O Ricardo Berzoini sindicalista, líder dos bancários de São Paulo, vociferava contra todos os partidos e governos. O Berzoini deputado pelo PT criticava todos os outros partidos e cobria de denúncias o governo do satânico FH. O Berzoini ministro - primeiro da Previdência Social, depois do Trabalho - conheceu as duas faces do poder. Mandar é muito bom. Ruim é virar alvo da artilharia inimiga. Em seus tempos de estilingue, Berzoini não fazia pausas na discurseira agressiva. Sempre maltratou o português com a mesma naturalidade fluente do Grande Mestre. Transformado em vidraça, o Brasil descobriu o Berzoini gaguejante, confuso, sobretudo quando impelido a explicar o inexplicável. O ministro sempre se complicava quando convidado a justificar as filas amazônicas nos postos da Previdência, ou o fracasso do programa Primeiro Emprego.

Na semana passada, desfilou nos jornais a versão primavera-2005 de Ricardo Berzoini. Fruto da fusão dos papéis que encarnou, não foi inteiramente esculpido. Faltam retoques essenciais. Mas já se pôde perceber que vem aí mais um rematado trapalhão.

Candidato do Campo Majoritário à presidência do PT, venceu com folga o primeiro turno e largou como favorito na corrida derradeira. Simultaneamente, tem de distribuir ataques à esquerda, endereçados a adversários internos, e à direita, para bloquear o "complô das elites", forjado para explodir a estrela vermelha.

Defende o governo Lula, mas evita endossar a política econômica que sempre condenou. Admite que o partido cometeu erros e pecados, mas amontoa argumentos para absolver companheiros envolvidos em grossas pilantragens. Na forma e no conteúdo, o Berzoini refundado pela crise é bem pior que os anteriores.

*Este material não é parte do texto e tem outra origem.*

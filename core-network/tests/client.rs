use bridge_desktop::{MemorySecureStore, ReqwestHttpClient};
use bridge_traits::http::{HttpMethod, HttpRequest, RetryPolicy};
use bridge_traits::time::ManualClock;
use chrono::{Duration as ChronoDuration, TimeZone, Utc};
use core_auth::{CredentialService, RefreshCoordinator, SessionCredentialService, SessionTokens, TokenLifetimes};
use core_network::{
    ApiClient, AuthenticationCheckInterceptor, Authorizer, Endpoint, NetworkError, RequestState,
    TokenRefreshInterceptor,
};
use core_runtime::events::{CoreEvent, EventBus, NetworkEvent};
use serde::Deserialize;
use serde_json::json;
use std::sync::Arc;
use std::time::Duration;
use url::Url;
use wiremock::matchers::{body_json, header, method, path, query_param};
use wiremock::{Mock, MockServer, ResponseTemplate};

fn transport() -> Arc<ReqwestHttpClient> {
    Arc::new(
        ReqwestHttpClient::new()
            .unwrap()
            .with_default_policy(RetryPolicy::none()),
    )
}

fn client(server: &MockServer) -> ApiClient {
    ApiClient::builder(transport())
        .base_url(format!("{}/v1", server.uri()))
        .build()
        .unwrap()
}

#[derive(Debug, Deserialize, PartialEq)]
struct Item {
    id: u32,
    name: String,
}

struct ListItems {
    page: u32,
}

impl Endpoint for ListItems {
    type Response = Vec<Item>;

    fn method(&self) -> HttpMethod {
        HttpMethod::Get
    }

    fn path(&self) -> String {
        "items".to_string()
    }

    fn query(&self) -> Vec<(String, String)> {
        vec![("page".to_string(), self.page.to_string())]
    }
}

#[tokio::test]
async fn joins_relative_paths_with_base_url() {
    let server = MockServer::start().await;
    Mock::given(method("GET"))
        .and(path("/v1/health"))
        .respond_with(ResponseTemplate::new(200).set_body_string("ok"))
        .expect(1)
        .mount(&server)
        .await;

    let response = client(&server)
        .execute(HttpRequest::get("health"))
        .await
        .unwrap();

    assert_eq!(response.text().unwrap(), "ok");
}

#[tokio::test]
async fn maps_error_status_with_body() {
    let server = MockServer::start().await;
    Mock::given(method("GET"))
        .and(path("/v1/missing"))
        .respond_with(ResponseTemplate::new(404).set_body_string("no such thing"))
        .mount(&server)
        .await;

    let err = client(&server)
        .execute(HttpRequest::get("missing"))
        .await
        .unwrap_err();

    match err {
        NetworkError::Status { status, body } => {
            assert_eq!(status, 404);
            assert_eq!(body, "no such thing");
        }
        other => panic!("unexpected error: {other:?}"),
    }
}

#[tokio::test]
async fn sends_typed_endpoint_and_decodes_response() {
    let server = MockServer::start().await;
    Mock::given(method("GET"))
        .and(path("/v1/items"))
        .and(query_param("page", "3"))
        .respond_with(ResponseTemplate::new(200).set_body_json(json!([
            { "id": 1, "name": "first" },
            { "id": 2, "name": "second" }
        ])))
        .mount(&server)
        .await;

    let items = client(&server).send(&ListItems { page: 3 }).await.unwrap();

    assert_eq!(
        items,
        vec![
            Item { id: 1, name: "first".to_string() },
            Item { id: 2, name: "second".to_string() },
        ]
    );
}

#[tokio::test]
async fn reports_undecodable_response() {
    let server = MockServer::start().await;
    Mock::given(method("GET"))
        .and(path("/v1/items"))
        .respond_with(ResponseTemplate::new(200).set_body_string("<html>"))
        .mount(&server)
        .await;

    assert!(matches!(
        client(&server).send(&ListItems { page: 1 }).await,
        Err(NetworkError::Decode(_))
    ));
}

#[tokio::test]
async fn applies_default_headers() {
    let server = MockServer::start().await;
    Mock::given(method("GET"))
        .and(header("x-client", "foundation-tests"))
        .respond_with(ResponseTemplate::new(204))
        .expect(1)
        .mount(&server)
        .await;

    let client = ApiClient::builder(transport())
        .base_url(server.uri())
        .default_header("X-Client", "foundation-tests")
        .build()
        .unwrap();

    client.execute(HttpRequest::get("anything")).await.unwrap();
}

#[tokio::test]
async fn second_resume_is_rejected() {
    let server = MockServer::start().await;
    Mock::given(method("GET"))
        .respond_with(ResponseTemplate::new(200))
        .expect(1)
        .mount(&server)
        .await;

    let task = client(&server).request(HttpRequest::get("once"));
    task.resume().await.unwrap();

    assert_eq!(task.state(), RequestState::Finished);
    assert!(matches!(
        task.resume().await,
        Err(NetworkError::InvalidStateTransition { .. })
    ));
}

#[tokio::test]
async fn cancel_aborts_in_flight_request() {
    let server = MockServer::start().await;
    Mock::given(method("GET"))
        .respond_with(ResponseTemplate::new(200).set_delay(Duration::from_secs(5)))
        .mount(&server)
        .await;

    let task = client(&server).request(HttpRequest::get("slow"));
    let running = {
        let task = task.clone();
        tokio::spawn(async move { task.resume().await })
    };

    tokio::time::sleep(Duration::from_millis(100)).await;
    assert_eq!(task.state(), RequestState::Resumed);
    task.cancel().unwrap();

    let result = tokio::time::timeout(Duration::from_secs(2), running)
        .await
        .expect("cancelled request should return promptly")
        .unwrap();

    assert!(matches!(result, Err(NetworkError::Cancelled)));
    assert_eq!(task.state(), RequestState::Cancelled);
}

#[tokio::test]
async fn emits_request_events() {
    let server = MockServer::start().await;
    Mock::given(method("GET"))
        .and(path("/ok"))
        .respond_with(ResponseTemplate::new(200))
        .mount(&server)
        .await;
    Mock::given(method("GET"))
        .and(path("/broken"))
        .respond_with(ResponseTemplate::new(500))
        .mount(&server)
        .await;

    let event_bus = EventBus::new(16);
    let mut events = event_bus.subscribe();
    let client = ApiClient::builder(transport())
        .base_url(server.uri())
        .event_bus(event_bus)
        .build()
        .unwrap();

    client.execute(HttpRequest::get("ok")).await.unwrap();
    client.execute(HttpRequest::get("broken")).await.unwrap_err();

    let ok_url = format!("{}/ok", server.uri());
    let broken_url = format!("{}/broken", server.uri());

    assert_eq!(
        events.recv().await.unwrap(),
        CoreEvent::Network(NetworkEvent::RequestStarted { url: ok_url.clone() })
    );
    assert_eq!(
        events.recv().await.unwrap(),
        CoreEvent::Network(NetworkEvent::RequestFinished { url: ok_url, status: 200 })
    );
    assert_eq!(
        events.recv().await.unwrap(),
        CoreEvent::Network(NetworkEvent::RequestStarted { url: broken_url.clone() })
    );
    assert!(matches!(
        events.recv().await.unwrap(),
        CoreEvent::Network(NetworkEvent::RequestFailed { url, .. }) if url == broken_url
    ));
}

#[tokio::test]
async fn refreshes_session_before_authorizing() {
    let server = MockServer::start().await;
    Mock::given(method("POST"))
        .and(path("/auth/refresh"))
        .and(body_json(json!({
            "refresh_token": "old-refresh",
            "access_token_ttl": 3600,
            "refresh_token_ttl": 2_592_000
        })))
        .respond_with(ResponseTemplate::new(200).set_body_json(json!({
            "access_token": "new-access",
            "expires_in": 3600
        })))
        .expect(1)
        .mount(&server)
        .await;
    Mock::given(method("GET"))
        .and(path("/v1/profile"))
        .and(header("authorization", "Bearer new-access"))
        .respond_with(ResponseTemplate::new(200).set_body_json(json!({ "id": 9, "name": "ada" })))
        .expect(3)
        .mount(&server)
        .await;

    let now = Utc.timestamp_opt(1_700_000_000, 0).unwrap();
    let transport = transport();
    let credentials = Arc::new(SessionCredentialService::new(
        transport.clone(),
        Arc::new(MemorySecureStore::new()),
        Url::parse(&format!("{}/auth/refresh", server.uri())).unwrap(),
        Arc::new(ManualClock::new(now)),
    ));
    credentials
        .sign_in(SessionTokens::new(
            "old-access",
            "old-refresh",
            now + ChronoDuration::seconds(30),
        ))
        .await
        .unwrap();

    let credentials: Arc<dyn CredentialService> = credentials;
    let coordinator = Arc::new(RefreshCoordinator::new(
        credentials.clone(),
        TokenLifetimes::default(),
    ));
    let client = ApiClient::builder(transport)
        .base_url(format!("{}/v1", server.uri()))
        .interceptor(Arc::new(AuthenticationCheckInterceptor::new(credentials.clone())))
        .interceptor(Arc::new(
            TokenRefreshInterceptor::new(coordinator.clone()).only_when_expiring(),
        ))
        .authorizer(Authorizer::new(credentials))
        .build()
        .unwrap();

    let results = futures::future::join_all(
        (0..3).map(|_| client.execute(HttpRequest::get("profile"))),
    )
    .await;

    assert!(results.iter().all(|r| r.is_ok()));
    assert_eq!(coordinator.refresh_count(), 1);
}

Ele acaba de avisar que os bandidos de estimação não serão punidos pelo PT: nenhum deles será suspenso ou expulso - mesmo se castigados pela Câmara e condenados em tribunais.

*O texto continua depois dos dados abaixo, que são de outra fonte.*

impl CoreConfigBuilder {
    /// Sets the base URL (required).
    ///
    /// # Examples
    ///
    /// ```
    /// use core_runtime::config::CoreConfig;
    ///
    /// let builder = CoreConfig::builder()
    ///     .base_url("https://api.example.com");
    /// ```
    pub fn base_url(mut self, url: impl Into<String>) -> Self {
        self.base_url = Some(url.into());
        self
    }

    /// Sets the refresh endpoint path.
    ///
    /// Default: `/auth/refresh`
    pub fn refresh_path(mut self, path: impl Into<String>) -> Self {
        self.refresh_path = Some(path.into());
        self
    }

    /// Sets the lifetime requested for new access tokens.
    ///
    /// Default: 1 hour
    pub fn access_token_ttl(mut self, ttl: Duration) -> Self {
        self.access_token_ttl = Some(ttl);
        self
    }

    /// Sets the lifetime requested for new refresh tokens.
    ///
    /// Default: 30 days
    pub fn refresh_token_ttl(mut self, ttl: Duration) -> Self {
        self.refresh_token_ttl = Some(ttl);
        self
    }

    /// Sets how long before access-token expiry a refresh becomes due.
    ///
    /// Default: 5 minutes
    pub fn refresh_buffer(mut self, buffer: Duration) -> Self {
        self.refresh_buffer = Some(buffer);
        self
    }

    /// Sets the per-request timeout.
    ///
    /// Default: 30 seconds
    pub fn request_timeout(mut self, timeout: Duration) -> Self {
        self.request_timeout = Some(timeout);
        self
    }

    pub fn user_agent(mut self, user_agent: impl Into<String>) -> Self {
        self.user_agent = Some(user_agent.into());
        self
    }

    /// Sets the event bus capacity.
    ///
    /// Default: 100
    pub fn event_buffer_size(mut self, size: usize) -> Self {
        self.event_buffer_size = Some(size);
        self
    }

    /// Sets the HTTP transport.
    ///
    /// If not provided, the desktop default (reqwest-based) is used when the
    /// `desktop-shims` feature is enabled.
    pub fn http_client(mut self, client: Arc<dyn HttpClient>) -> Self {
        self.http_client = Some(client);
        self
    }

    /// Sets the secure store implementation.
    ///
    /// If not provided, the in-memory desktop store is used when the
    /// `desktop-shims` feature is enabled.
    pub fn secure_store(mut self, store: Arc<dyn SecureStore>) -> Self {
        self.secure_store = Some(store);
        self
    }

    /// Sets the time source. Default: [`SystemClock`].
    pub fn clock(mut self, clock: Arc<dyn Clock>) -> Self {
        self.clock = Some(clock);
        self
    }

    /// Builds the final `CoreConfig` instance.
    ///
    /// # Errors
    ///
    /// - `Error::Config` if the base URL is missing or malformed, or a value
    ///   fails validation
    /// - `Error::CapabilityMissing` if a bridge is missing and no platform
    ///   default is available
    pub fn build(self) -> Result<CoreConfig> {
        let raw_base_url = self.base_url.ok_or_else(|| {
            Error::Config("Base URL is required. Use .base_url() to set it.".to_string())
        })?;

        let base_url = Url::parse(&raw_base_url)
            .map_err(|e| Error::Config(format!("Invalid base URL '{}': {}", raw_base_url, e)))?;

        let request_timeout = self.request_timeout.unwrap_or(DEFAULT_REQUEST_TIMEOUT);
        let user_agent = self
            .user_agent
            .unwrap_or_else(|| DEFAULT_USER_AGENT.to_string());

        let http_client = match self.http_client {
            Some(client) => client,
            None => provide_default_http_client(request_timeout, &user_agent)?,
        };

        let secure_store = match self.secure_store {
            Some(store) => store,
            None => provide_default_secure_store()?,
        };

        let config = CoreConfig {
            base_url,
            refresh_path: self
                .refresh_path
                .unwrap_or_else(|| DEFAULT_REFRESH_PATH.to_string()),
            access_token_ttl: self.access_token_ttl.unwrap_or(DEFAULT_ACCESS_TOKEN_TTL),
            refresh_token_ttl: self.refresh_token_ttl.unwrap_or(DEFAULT_REFRESH_TOKEN_TTL),
            refresh_buffer: self.refresh_buffer.unwrap_or(DEFAULT_REFRESH_BUFFER),
            request_timeout,
            user_agent,
            event_buffer_size: self
                .event_buffer_size
                .unwrap_or(crate::events::DEFAULT_EVENT_BUFFER_SIZE),
            http_client,
            secure_store,
            clock: self.clock.unwrap_or_else(|| Arc::new(SystemClock)),
        };

        config.validate()?;

        Ok(config)
    }
}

Como assim, companheiro? "A Justiça apura a legalidade ou ilegalidade, o partido apura quebra de decoro ou de ética partidária", embaralhou-se Berzoini na terça-feira. "E não vamos confundir uma questão de ilegalidade com a situação partidária, examinada através de fóruns próprios do partido". Pobre português. Pobre PT.

O espancamento da lógica (e do idioma) não parou por aí. Entre os "fóruns próprios do partido", esclareceu, figuram as eleições caseiras. No primeiro turno, portanto, as urnas petistas julgaram os acusados. "Nesse julgamento político, em vários locais, houve decisão dos filiados de dar um crédito de confiança, no caso de algumas cidades", enrolou-se, invocando o exemplo de Osasco.

Ali, um diminuto rebanho de militantes elegeu para o comando do diretório municipal uma protegida do deputado João Paulo Cunha. Tal resultado informa que o bravo filho da cidade foi absolvido pelo júri petista. O colarinho de Cunha exibe respingos de lama avaliados em montanhas de reais. Confessadamente, o deputado molhou as mãos com R$ 50 mil jorrados do valerioduto. Nessa conta não entraram as milionárias gorjetas que o presidente da Câmara ganhou pelos contratos celebrados com o maleiro Marcos Valério.

Para Berzoini, nada de grave se apurou em 111 dias de crise. "Não há qualquer prova contra os petistas acusados de corrupção", proclamou na mesma terça-feira. "Há assunção de caixa 2, o que é ilegalidade, mas não corrupção". No Brasil de Berzoini, o imenso Pântano do Planalto é só miragem. Ocorreram apenas pecados veniais. Coisa que se resolve com três ave-marias, dois padre-nossos e o amém ao Grande Mestre.

Com Berzoini na chefia, o PT poderá tornar-se o primeiro partido do Brasil a morrer de cinismo.